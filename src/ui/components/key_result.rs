/// What a component did with a key press.
///
/// Parents try their overlays in order and fall through to their own
/// bindings only on `NotHandled`.
#[derive(Debug, Clone, PartialEq, Eq)]
pub enum KeyResult<T> {
  /// Consumed with nothing to report
  Handled,
  /// Consumed; the parent must act on the event
  Event(T),
  /// Not for this component
  NotHandled,
}

impl<T> KeyResult<T> {
  /// Whether the key should stop propagating
  pub fn is_consumed(&self) -> bool {
    !matches!(self, KeyResult::NotHandled)
  }
}
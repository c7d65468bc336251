use crate::table::TableView;
use ratatui::prelude::*;
use ratatui::widgets::Paragraph;

/// Draw the pagination footer under the table
pub fn draw_footer(frame: &mut Frame, area: Rect, view: &TableView, page_size: usize, total_records: usize) {
  let mut spans = vec![
    Span::raw(" "),
    Span::styled(
      format!("Page {} of {}", view.page_index + 1, view.page_count),
      Style::default().fg(Color::Cyan).bold(),
    ),
    Span::styled(" │ ", Style::default().fg(Color::DarkGray)),
    Span::styled(format!("{} per page", page_size), Style::default().fg(Color::White)),
    Span::styled(" │ ", Style::default().fg(Color::DarkGray)),
  ];

  let mut rows = if view.rows.is_empty() {
    "0 rows".to_string()
  } else {
    let first = view.offset(page_size) + 1;
    format!("{}-{} of {} rows", first, first + view.rows.len() - 1, view.total_rows)
  };
  if view.total_rows != total_records {
    rows.push_str(&format!(" (filtered from {})", total_records));
  }
  spans.push(Span::styled(rows, Style::default().fg(Color::White)));

  spans.push(Span::styled(
    "   h/l page · g/G first/last · +/- size",
    Style::default().fg(Color::DarkGray),
  ));

  let paragraph = Paragraph::new(Line::from(spans)).style(Style::default().bg(Color::Black));
  frame.render_widget(paragraph, area);
}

**Work request**
Copy all of the data. Keep every word exactly as it is.

**Solution for this exercise**
filename src/ui/components/key_result.rs
/// What a component did with a key press.
///
/// Parents try their overlays in order and fall through to their own
/// bindings only on `NotHandled`.
#[derive(Debug, Clone, PartialEq, Eq)]
pub enum KeyResult<T> {
  /// Consumed with nothing to report
  Handled,
  /// Consumed; the parent must act on the event
  Event(T),
  /// Not for this component
  NotHandled,
}

impl<T> KeyResult<T> {
  /// Whether the key should stop propagating
  pub fn is_consumed(&self) -> bool {
    !matches!(self, KeyResult::NotHandled)
  }
}
repository c7d65468bc336251
use crate::table::TableView;
use ratatui::prelude::*;
use ratatui::widgets::Paragraph;

/// Draw the pagination footer under the table
pub fn draw_footer(frame: &mut Frame, area: Rect, view: &TableView, page_size: usize, total_records: usize) {
  let mut spans = vec![
    Span::raw(" "),
    Span::styled(
      format!("Page {} of {}", view.page_index + 1, view.page_count),
      Style::default().fg(Color::Cyan).bold(),
    ),
    Span::styled(" │ ", Style::default().fg(Color::DarkGray)),
    Span::styled(format!("{} per page", page_size), Style::default().fg(Color::White)),
    Span::styled(" │ ", Style::default().fg(Color::DarkGray)),
  ];

  let mut rows = if view.rows.is_empty() {
    "0 rows".to_string()
  } else {
    let first = view.offset(page_size) + 1;
    format!("{}-{} of {} rows", first, first + view.rows.len() - 1, view.total_rows)
  };
  if view.total_rows != total_records {
    rows.push_str(&format!(" (filtered from {})", total_records));
  }
  spans.push(Span::styled(rows, Style::default().fg(Color::White)));

  spans.push(Span::styled(
    "   h/l page · g/G first/last · +/- size",
    Style::default().fg(Color::DarkGray),
  ));

  let paragraph = Paragraph::new(Line::from(spans)).style(Style::default().bg(Color::Black));
  frame.render_widget(paragraph, area);
}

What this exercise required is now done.